TASK DIRECTIONS: Determine the number of lines in the listing below in which the word "metrics" is present, and state it without comment.

-------- SOURCE INFORMATION --------

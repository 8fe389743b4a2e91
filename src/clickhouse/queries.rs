//! The canned SQL used against the `ecommerce` database.
//!
//! `ecom_offers` is the raw denormalized offers table. `catalog_by_category_mv` and
//! `catalog_by_brand_mv` are materialized views pre-aggregating it by category and by
//! (category, vendor).

pub const PING: &str = "SELECT 1";
pub const VERSION: &str = "SELECT version()";

// business metrics
pub const TOTAL_PRODUCTS: &str = "SELECT COUNT(*) FROM ecommerce.ecom_offers";
pub const AVG_PRICE: &str = "SELECT round(avg(price), 2) FROM ecommerce.ecom_offers";
pub const UNIQUE_CATEGORIES: &str = "SELECT countDistinct(category_id) FROM ecommerce.ecom_offers";
pub const UNIQUE_BRANDS: &str =
    "SELECT countDistinct(vendor) FROM ecommerce.ecom_offers WHERE vendor != ''";
pub const TOTAL_EVENTS: &str = "SELECT COUNT(*) FROM ecommerce.raw_events";

// query_log based performance metrics, all over the last hour
pub const RAW_QUERY_TIME: &str = "SELECT round(avg(query_duration_ms) / 1000, 3) FROM system.query_log \
    WHERE query LIKE '%ecom_offers%' AND type = 'QueryFinish' AND event_time > now() - INTERVAL 1 HOUR";
pub const MV_QUERY_TIME: &str = "SELECT round(avg(query_duration_ms) / 1000, 3) FROM system.query_log \
    WHERE query LIKE '%catalog_by_category_mv%' AND type = 'QueryFinish' AND event_time > now() - INTERVAL 1 HOUR";
pub const RAW_MAX_QUERY_TIME: &str = "SELECT round(max(query_duration_ms) / 1000, 3) FROM system.query_log \
    WHERE query LIKE '%ecom_offers%' AND type = 'QueryFinish' AND event_time > now() - INTERVAL 1 HOUR";
pub const QPS_TOTAL: &str = "SELECT count() / 3600 FROM system.query_log \
    WHERE type = 'QueryFinish' AND event_time > now() - INTERVAL 1 HOUR";
pub const MEMORY_USAGE_MB: &str = "SELECT toUInt64(sum(memory_usage))/1024/1024 as memory_mb FROM system.query_log \
    WHERE type = 'QueryFinish' AND event_time > now() - INTERVAL 1 HOUR";

// dashboard tables
pub const TOP_CATEGORIES: &str = "SELECT category_id, COUNT(*) as count, round(avg(price), 2) as avg_price \
    FROM ecommerce.ecom_offers GROUP BY category_id ORDER BY count DESC LIMIT 10";
pub const TOP_BRANDS: &str = "SELECT vendor, COUNT(*) as count, round(avg(price), 2) as avg_price \
    FROM ecommerce.ecom_offers WHERE vendor != '' GROUP BY vendor ORDER BY count DESC LIMIT 10";

/// category used by the single-category benchmarks
pub const BENCH_CATEGORY_ID: u64 = 7508;

/// queries cycled through by every simulated user of the concurrent load test
pub const LOAD_QUERIES: [&str; 3] = [
    "SELECT COUNT(*) FROM ecommerce.ecom_offers",
    "SELECT category_id, COUNT(*) FROM ecommerce.ecom_offers GROUP BY category_id LIMIT 5",
    "SELECT vendor, COUNT(*) FROM ecommerce.ecom_offers WHERE vendor != '' GROUP BY vendor LIMIT 10",
];

// environment description for the results file
pub const MV_COUNT: &str = "SELECT count() FROM system.tables \
    WHERE database = 'ecommerce' AND engine = 'MaterializedView'";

--------

ANSWER SECTION: 2